Who decides what my body means?

The next Reformation is about interpretation, but not of a book.
March 16, 2017
anatomical drawing human
Drawing by Paolo Mascagni, annotations by François Carlo Antommarchi, c. 1826.

They say it’s best to avoid conversations about religion, sex, and politics. Social media seems to heighten the wisdom of this council. Foolishly or not, I tend not to heed it. But recently I have found myself in strange territory. Not simply angry or frustrated, but lost—as though we were all looking out the same window yet describing different worlds. Again and again, conversations on these subjects conjure Babel. We want to see and to know God, but it all ends in chaos and confusion.

Amid regular news reports about police shootings of unarmed black men and women, or pastors being defrocked for performing a same-sex wedding, or questions about diversity in higher education (or anywhere, really)—other people’s pain or anger or understanding seems a distant, hazy idea. We get stuck in a conversation that spins around the same two or three phrases, and everyone begins to wonder how the other can’t see, can’t understand. Are we even speaking the same language?

They’re not. We’re not.

This lack of understanding is in the air; it’s the atmosphere of our current moment. Our so-called dialogues have well-worn steps now, like the melody of a Top 40 song that you know before the third beat.

Black lives matter!

But don’t all lives matter? I really don’t think we ought to focus on our differences.

Everyone in the room shifts nervously, and soon enough the conversation begins to spin. Historical references to legacies of systemic violence. Contrary evidence about someone’s black neighbor they have known for years.

Can’t you see that it isn’t about individual choices?

I don’t understand why you are getting so angry.

I am not a racist!

And the words spin past each other even faster. Maybe other people jump in, or maybe the room clears until dessert.

It’s not natural, goes another well-worn conversation. Adam and Eve are the first marriage.

But gender isn’t just XX or XY.

Each person points to scripture or historical precedents or theological justifications.

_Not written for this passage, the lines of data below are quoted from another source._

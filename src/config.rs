use crate::defaults;
use crate::error::{Result, SlidecastError};
use crate::sizes::PixelSize;
use serde::{Deserialize, Serialize};
use std::fs;
use std::path::{Path, PathBuf};

/// Root configuration structure
#[derive(Debug, Clone, Serialize, Deserialize, PartialEq, Default)]
#[serde(default)]
pub struct Config {
    pub audio: AudioConfig,
    pub video: VideoConfig,
    pub slideshow: SlideshowConfig,
    pub animation: AnimationConfig,
}

/// Pause detection configuration
#[derive(Debug, Clone, Serialize, Deserialize, PartialEq)]
#[serde(default)]
pub struct AudioConfig {
    /// Narration file; when absent, well-known names in the media
    /// directory are probed.
    pub source: Option<String>,
    pub min_pause: f64,
    pub noise_threshold_db: f64,
    pub min_interval: f64,
}

/// Output canvas configuration
#[derive(Debug, Clone, Serialize, Deserialize, PartialEq)]
#[serde(default)]
pub struct VideoConfig {
    /// Preset name or `WIDTHxHEIGHT`.
    pub size: String,
    pub fps: u32,
    pub transition: f64,
}

/// Media pool configuration
#[derive(Debug, Clone, Serialize, Deserialize, PartialEq)]
#[serde(default)]
pub struct SlideshowConfig {
    pub media_dir: Option<String>,
    /// After the first pass through the pool: random picks when true,
    /// in-order cycling when false.
    pub random_loop: bool,
}

/// Ken Burns configuration
#[derive(Debug, Clone, Serialize, Deserialize, PartialEq)]
#[serde(default)]
pub struct AnimationConfig {
    pub enabled: bool,
    /// Pick a random kind per clip instead of `kind`.
    pub random: bool,
    pub kind: String,
    pub intensity: f64,
    pub easing: String,
}

impl Default for AudioConfig {
    fn default() -> Self {
        Self {
            source: None,
            min_pause: defaults::MIN_PAUSE_SECS,
            noise_threshold_db: defaults::NOISE_THRESHOLD_DB,
            min_interval: defaults::MIN_INTERVAL_SECS,
        }
    }
}

impl Default for VideoConfig {
    fn default() -> Self {
        Self {
            size: defaults::CANVAS_PRESET.to_string(),
            fps: defaults::FPS,
            transition: defaults::TRANSITION_SECS,
        }
    }
}

impl Default for SlideshowConfig {
    fn default() -> Self {
        Self {
            media_dir: None,
            random_loop: true,
        }
    }
}

impl Default for AnimationConfig {
    fn default() -> Self {
        Self {
            enabled: true,
            random: true,
            kind: "zoom_in".to_string(),
            intensity: defaults::ANIMATION_INTENSITY,
            easing: defaults::EASING.to_string(),
        }
    }
}

impl Config {
    /// Load configuration from a TOML file
    ///
    /// Returns an error if the file is missing or contains invalid TOML.
    /// Missing fields use default values.
    pub fn load(path: &Path) -> Result<Self> {
        let contents = fs::read_to_string(path).map_err(|e| {
            if e.kind() == std::io::ErrorKind::NotFound {
                SlidecastError::ConfigFileNotFound {
                    path: path.display().to_string(),
                }
            } else {
                SlidecastError::Io(e)
            }
        })?;
        let config: Config = toml::from_str(&contents)?;
        Ok(config)
    }

    /// Load configuration from a file, or defaults if the file is missing.
    ///
    /// Invalid TOML is still an error; only absence falls back.
    pub fn load_or_default(path: &Path) -> Result<Self> {
        match Self::load(path) {
            Ok(config) => Ok(config),
            Err(SlidecastError::ConfigFileNotFound { .. }) => Ok(Self::default()),
            Err(e) => Err(e),
        }
    }

    /// Apply environment variable overrides
    ///
    /// Supported environment variables:
    /// - SLIDECAST_SIZE → video.size
    /// - SLIDECAST_MEDIA_DIR → slideshow.media_dir
    /// - SLIDECAST_AUDIO → audio.source
    pub fn with_env_overrides(mut self) -> Self {
        if let Ok(size) = std::env::var("SLIDECAST_SIZE")
            && !size.is_empty()
        {
            self.video.size = size;
        }

        if let Ok(dir) = std::env::var("SLIDECAST_MEDIA_DIR")
            && !dir.is_empty()
        {
            self.slideshow.media_dir = Some(dir);
        }

        if let Ok(audio) = std::env::var("SLIDECAST_AUDIO")
            && !audio.is_empty()
        {
            self.audio.source = Some(audio);
        }

        self
    }

    /// Reject values that cannot produce a usable plan.
    pub fn validate(&self) -> Result<()> {
        if self.video.fps == 0 {
            return Err(SlidecastError::ConfigInvalidValue {
                key: "video.fps".to_string(),
                message: "must be at least 1".to_string(),
            });
        }
        if self.video.transition < 0.0 {
            return Err(SlidecastError::ConfigInvalidValue {
                key: "video.transition".to_string(),
                message: format!("must not be negative, got {}", self.video.transition),
            });
        }
        if self.audio.min_pause <= 0.0 {
            return Err(SlidecastError::ConfigInvalidValue {
                key: "audio.min_pause".to_string(),
                message: format!("must be positive, got {}", self.audio.min_pause),
            });
        }
        if !(0.0..=1.0).contains(&self.animation.intensity) {
            return Err(SlidecastError::ConfigInvalidValue {
                key: "animation.intensity".to_string(),
                message: format!("must be in 0..=1, got {}", self.animation.intensity),
            });
        }
        // Parse errors carry the preset list.
        self.canvas()?;
        Ok(())
    }

    /// Resolve the configured canvas size.
    pub fn canvas(&self) -> Result<PixelSize> {
        PixelSize::parse(&self.video.size)
    }

    /// Get the default configuration file path
    ///
    /// Returns ~/.config/slidecast/config.toml on Linux
    pub fn default_path() -> PathBuf {
        dirs::config_dir()
            .unwrap_or_else(|| PathBuf::from("."))
            .join("slidecast")
            .join("config.toml")
    }
}

#[cfg(test)]
mod tests {
    use super::*;
    use std::io::Write;
    use std::sync::Mutex;
    use tempfile::NamedTempFile;

    // Mutex to serialize tests that modify environment variables
    static ENV_LOCK: Mutex<()> = Mutex::new(());

    // SAFETY: These helpers are only used in tests with ENV_LOCK held,
    // ensuring no concurrent access to environment variables.
    fn set_env(key: &str, value: &str) {
        unsafe { std::env::set_var(key, value) }
    }

    fn remove_env(key: &str) {
        unsafe { std::env::remove_var(key) }
    }

    fn clear_slidecast_env() {
        remove_env("SLIDECAST_SIZE");
        remove_env("SLIDECAST_MEDIA_DIR");
        remove_env("SLIDECAST_AUDIO");
    }

    #[test]
    fn test_default_config_has_correct_values() {
        let config = Config::default();

        assert_eq!(config.audio.source, None);
        assert_eq!(config.audio.min_pause, 0.7);
        assert_eq!(config.audio.noise_threshold_db, -35.0);
        assert_eq!(config.audio.min_interval, 5.0);

        assert_eq!(config.video.size, "hd_720p");
        assert_eq!(config.video.fps, 24);
        assert_eq!(config.video.transition, 1.0);

        assert_eq!(config.slideshow.media_dir, None);
        assert!(config.slideshow.random_loop);

        assert!(config.animation.enabled);
        assert!(config.animation.random);
        assert_eq!(config.animation.intensity, 0.1);
        assert_eq!(config.animation.easing, "ease_in_out_quad");
    }

    #[test]
    fn test_load_from_toml_file() {
        let toml_content = r#"
            [audio]
            source = "voice.wav"
            min_pause = 1.2
            noise_threshold_db = -40.0
            min_interval = 8.0

            [video]
            size = "1920x1080"
            fps = 30
            transition = 0.5

            [slideshow]
            media_dir = "assets"
            random_loop = false

            [animation]
            enabled = false
            random = false
            kind = "pan_left"
            intensity = 0.2
            easing = "linear"
        "#;

        let mut temp_file = NamedTempFile::new().unwrap();
        temp_file.write_all(toml_content.as_bytes()).unwrap();

        let config = Config::load(temp_file.path()).unwrap();

        assert_eq!(config.audio.source, Some("voice.wav".to_string()));
        assert_eq!(config.audio.min_pause, 1.2);
        assert_eq!(config.audio.noise_threshold_db, -40.0);
        assert_eq!(config.audio.min_interval, 8.0);

        assert_eq!(config.video.size, "1920x1080");
        assert_eq!(config.video.fps, 30);
        assert_eq!(config.video.transition, 0.5);

        assert_eq!(config.slideshow.media_dir, Some("assets".to_string()));
        assert!(!config.slideshow.random_loop);

        assert!(!config.animation.enabled);
        assert_eq!(config.animation.kind, "pan_left");
    }

    #[test]
    fn test_partial_toml_uses_defaults() {
        let toml_content = r#"
            [video]
            fps = 60
        "#;

        let mut temp_file = NamedTempFile::new().unwrap();
        temp_file.write_all(toml_content.as_bytes()).unwrap();

        let config = Config::load(temp_file.path()).unwrap();
        assert_eq!(config.video.fps, 60);
        assert_eq!(config.video.size, "hd_720p");
        assert_eq!(config.audio.min_pause, 0.7);
    }

    #[test]
    fn test_load_missing_file_is_not_found() {
        let result = Config::load(Path::new("/nonexistent/slidecast.toml"));
        assert!(matches!(
            result,
            Err(SlidecastError::ConfigFileNotFound { .. })
        ));
    }

    #[test]
    fn test_load_or_default_missing_file() {
        let config = Config::load_or_default(Path::new("/nonexistent/slidecast.toml")).unwrap();
        assert_eq!(config, Config::default());
    }

    #[test]
    fn test_load_or_default_invalid_toml_is_an_error() {
        let mut temp_file = NamedTempFile::new().unwrap();
        temp_file.write_all(b"this is not [ valid toml").unwrap();

        let result = Config::load_or_default(temp_file.path());
        assert!(matches!(result, Err(SlidecastError::Config(_))));
    }

    #[test]
    fn test_env_overrides() {
        let _guard = ENV_LOCK.lock().unwrap();
        clear_slidecast_env();

        set_env("SLIDECAST_SIZE", "640x480");
        set_env("SLIDECAST_MEDIA_DIR", "/tmp/media");
        set_env("SLIDECAST_AUDIO", "/tmp/audio.wav");

        let config = Config::default().with_env_overrides();
        assert_eq!(config.video.size, "640x480");
        assert_eq!(config.slideshow.media_dir, Some("/tmp/media".to_string()));
        assert_eq!(config.audio.source, Some("/tmp/audio.wav".to_string()));

        clear_slidecast_env();
    }

    #[test]
    fn test_empty_env_vars_are_ignored() {
        let _guard = ENV_LOCK.lock().unwrap();
        clear_slidecast_env();

        set_env("SLIDECAST_SIZE", "");

        let config = Config::default().with_env_overrides();
        assert_eq!(config.video.size, "hd_720p");

        clear_slidecast_env();
    }

    #[test]
    fn test_validate_accepts_defaults() {
        assert!(Config::default().validate().is_ok());
    }

    #[test]
    fn test_validate_rejects_zero_fps() {
        let mut config = Config::default();
        config.video.fps = 0;
        assert!(matches!(
            config.validate(),
            Err(SlidecastError::ConfigInvalidValue { key, .. }) if key == "video.fps"
        ));
    }

    #[test]
    fn test_validate_rejects_negative_transition() {
        let mut config = Config::default();
        config.video.transition = -1.0;
        assert!(config.validate().is_err());
    }

    #[test]
    fn test_validate_rejects_non_positive_min_pause() {
        let mut config = Config::default();
        config.audio.min_pause = 0.0;
        assert!(config.validate().is_err());
    }

    #[test]
    fn test_validate_rejects_out_of_range_intensity() {
        let mut config = Config::default();
        config.animation.intensity = 1.5;
        assert!(config.validate().is_err());
    }

    #[test]
    fn test_validate_rejects_unknown_size() {
        let mut config = Config::default();
        config.video.size = "gigantic".to_string();
        assert!(config.validate().is_err());
    }

    #[test]
    fn test_canvas_resolves_presets_and_dimensions() {
        let mut config = Config::default();
        let canvas = config.canvas().unwrap();
        assert_eq!((canvas.width, canvas.height), (1280, 720));

        config.video.size = "1920x1080".to_string();
        let canvas = config.canvas().unwrap();
        assert_eq!((canvas.width, canvas.height), (1920, 1080));
    }

    #[test]
    fn test_default_path_ends_with_config_toml() {
        let path = Config::default_path();
        assert!(path.ends_with("slidecast/config.toml"));
    }

    #[test]
    fn test_config_round_trips_through_toml() {
        let config = Config::default();
        let serialized = toml::to_string(&config).unwrap();
        let parsed: Config = toml::from_str(&serialized).unwrap();
        assert_eq!(parsed, config);
    }
}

No, I don’t hate gay people, God just intended something very specific.

But can’t you see that “natural” is a category that has more to do with what people have said in the past than something divinely ordered?

And the melody plays again. We know how it goes.

How did we get here—ostensibly speaking the same language, yet failing to hear one another? Our present moment shares some family resemblance to another moment of profound cultural and political upheaval: the Protestant Reformation.

The splintering of European Christianity might not be the most hopeful reference point. But the Reformation is instructive for a church struggling to gain its bearings in a radically shifting social, religious, and cultural moment. The analogy is not simply about shifts in culture or political power or technology. We share something deeper with 16th-century Europe: a crisis of truth.

For some, the contemporary crisis is that truth seems to be ebbing away, that there is no center anymore. For others, the crisis is the discovery or bold assertion of a truth—that our lives matter—and the recognition that this truth seems sadly contrary to the truths of what “made America great.” At the heart of these two very different understandings lies the same problem: the fragmenting of shared meaning about who we are and what the world is. As we try to imagine a way forward, this problem seems to exacerbate difference and make dialogue impossible.

We all have access to the Bible—as well as to interpretations of it, both scholarly and popular, that reinforce what we believe about the world. There is no longer a singular authority to help us parse what scripture has to say about women’s ordination, same-sex marriage, race, ecology, abortion, or disability. Each tribe can levy sophisticated tools of interpretation and analysis to ground its understanding of what it means to be Christian in this moment. Knowledge has become radically individualized, tribal; it excavates deep gorges between neighbors.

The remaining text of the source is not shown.